That thing I wrote about Lake Mead being the lowest ever turned out to be true

If I wanted to make mischief, I’d write a blog post pointing out that Lake Mead ended May at a historic low right after release of 105,392 acre feet of water for a historic environmental flow through the Colorado River Delta. I’d calculate how much higher Lake Mead would be if that 105,392 acre feet of water was still sitting in the big reservoir behind Hoover Dam, ready to serve the needs of Las Vegas or the farmers of the Imperial Valley. But that would be a sneaky, mean thing to do. It also would be misleading, and the reasons illustrate one of the central themes I’m arguing in the book I’m writing. You can’t look at any one piece of Colorado River management in isolation.

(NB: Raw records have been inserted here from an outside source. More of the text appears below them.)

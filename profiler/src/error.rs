//! Error types for frame validation, configuration and analysis.

use std::fmt;
use thiserror::Error;

use crate::stats::StatsError;

/// Rejected frame layouts
#[derive(Error, Debug, Clone, PartialEq)]
pub enum FrameError {
    #[error("Unsupported frame shape {0:?}: expected (rows, cols) or (rows, cols, 3)")]
    UnsupportedShape(Vec<usize>),
}

/// Rejected analyzer settings
#[derive(Error, Debug, Clone, PartialEq)]
pub enum ConfigError {
    #[error("Background percentile must be within [0, 100], got {0}")]
    PercentileOutOfRange(f64),
    #[error("Crop radius must be positive and finite, got {0}")]
    InvalidCropRadius(f64),
}

/// Step of the estimator in which a computation failed
#[derive(Debug, Clone, Copy, PartialEq, Eq)]
pub enum AnalysisStage {
    /// Background percentile of the full frame
    Background,
    /// Cropping and recalibration pass (zero-based)
    Crop { iteration: usize },
    /// Axis and rotation derivation from the final moments
    Ellipse,
}

impl fmt::Display for AnalysisStage {
    fn fmt(&self, f: &mut fmt::Formatter) -> fmt::Result {
        match self {
            AnalysisStage::Background => write!(f, "background calibration"),
            AnalysisStage::Crop { iteration } => write!(f, "crop pass {}", iteration + 1),
            AnalysisStage::Ellipse => write!(f, "ellipse derivation"),
        }
    }
}

/// Failure to produce an estimate for one frame.
///
/// Every variant describes a frame that should be dropped; the next frame is
/// analysed from scratch.
#[derive(Error, Debug, Clone, PartialEq)]
pub enum AnalysisError {
    #[error("Invalid frame: {0}")]
    Frame(#[from] FrameError),

    #[error("Statistics failed during {stage}: {source}")]
    Stats {
        stage: AnalysisStage,
        #[source]
        source: StatsError,
    },

    #[error("Negative {quantity} ({value}) under square root during {stage}")]
    NegativeVariance {
        stage: AnalysisStage,
        quantity: &'static str,
        value: f64,
    },

    #[error("Non-finite centroid ({x}, {y}) during {stage}")]
    NonFiniteCentroid { stage: AnalysisStage, x: f64, y: f64 },

    #[error("Non-finite second moments during {stage}")]
    NonFiniteMoments { stage: AnalysisStage },
}

impl AnalysisError {
    /// Stage that failed, if the failure happened inside the estimator
    pub fn stage(&self) -> Option<AnalysisStage> {
        match self {
            AnalysisError::Frame(_) => None,
            AnalysisError::Stats { stage, .. }
            | AnalysisError::NegativeVariance { stage, .. }
            | AnalysisError::NonFiniteCentroid { stage, .. }
            | AnalysisError::NonFiniteMoments { stage } => Some(*stage),
        }
    }
}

Colorado River "pulse flow" reaches the sea. Image courtesy of Sonoran Institute/NASA

Colorado River “pulse flow” reaches the sea. Image courtesy of Sonoran Institute/NASA

Yes, Lake Mead ended May at elevation 1,087.45 feet above sea level (or maybe 1,087.46?) the lowest end-of-May level since 1937, when the reservoir was first being filled. (The USBR web site is having problems, I’ll try to come back and add links later, sorry.)

Yes, that’s lower than it would have been had the Minute 319 environment pulse flow not been carried out this year.

But there’s more to the story.

In mid-May, the USBR released its annual “Colorado River Accounting and Water Use Report,” a tome of tiny print that explains why it would be sneaky and mean to write such a blog post as I described above. On page 24, the report points out that since 2010, Mexico has stored 294,067 acre feet of water in Lake Mead, including 126,812 acre feet of “deferred delivery” water during calendar year 2013. Colloquially, they call this “earthquake water” – water stored initially under an agreement in the fall of 2010 that for the first time allowed Mexico to store water in Lake Mead for later use. The proximate cause was a spring 2010 earthquake that damaged water delivery infrastructure in the Mexicali Valley. The resulting agreements for the first time allowed Mexican Colorado River water to be stored in a U.S. reservoir. Big breakthrough.

The 105,392 acre feet used for the pulse flow is part of that 294,067. Without “earthquake water”, Mead would be even emptier.

But it’s an even richer story than that. Minute 319 and the environmental pulse flow made for some great photo ops, but there is much more being done. The water use report documents a number of steps taken by U.S. water agencies to buffer Lake Mead’s contents through “Intentionally Created Surplus,” a mechanism established in 2007 that allows water agencies storage credit for water conservation steps they take back home that allow them to reduce the amount of water they need to divert. The accounting shows more than a million acre feet of ICS water in Mead right now. Without a closer look at the accounting, I wouldn’t swear that that is real wet water in Lake Mead, but some portion of it clearly is.

For Southern California right now, this is crucial. The Metropolitan Water District ended 2013 with 474,063 acre feet of ICS water, some of which it plans to draw down in 2014 to make up for shortfalls in in-state water deliveries because of California’s epic drought.

Will this be enough? I don’t know, that’s why I’m writing a book. But it’s not nothing.

The bottom line: LAKE MEAD AT HISTORIC LOW is cheap and successful clickbait, and it would be easy to point to the recently completed environmental pulse flow and arch my eyebrow at such a use of precious water at a time when the Colorado River system is on the edge. But that would be sneaky and mean and misleading.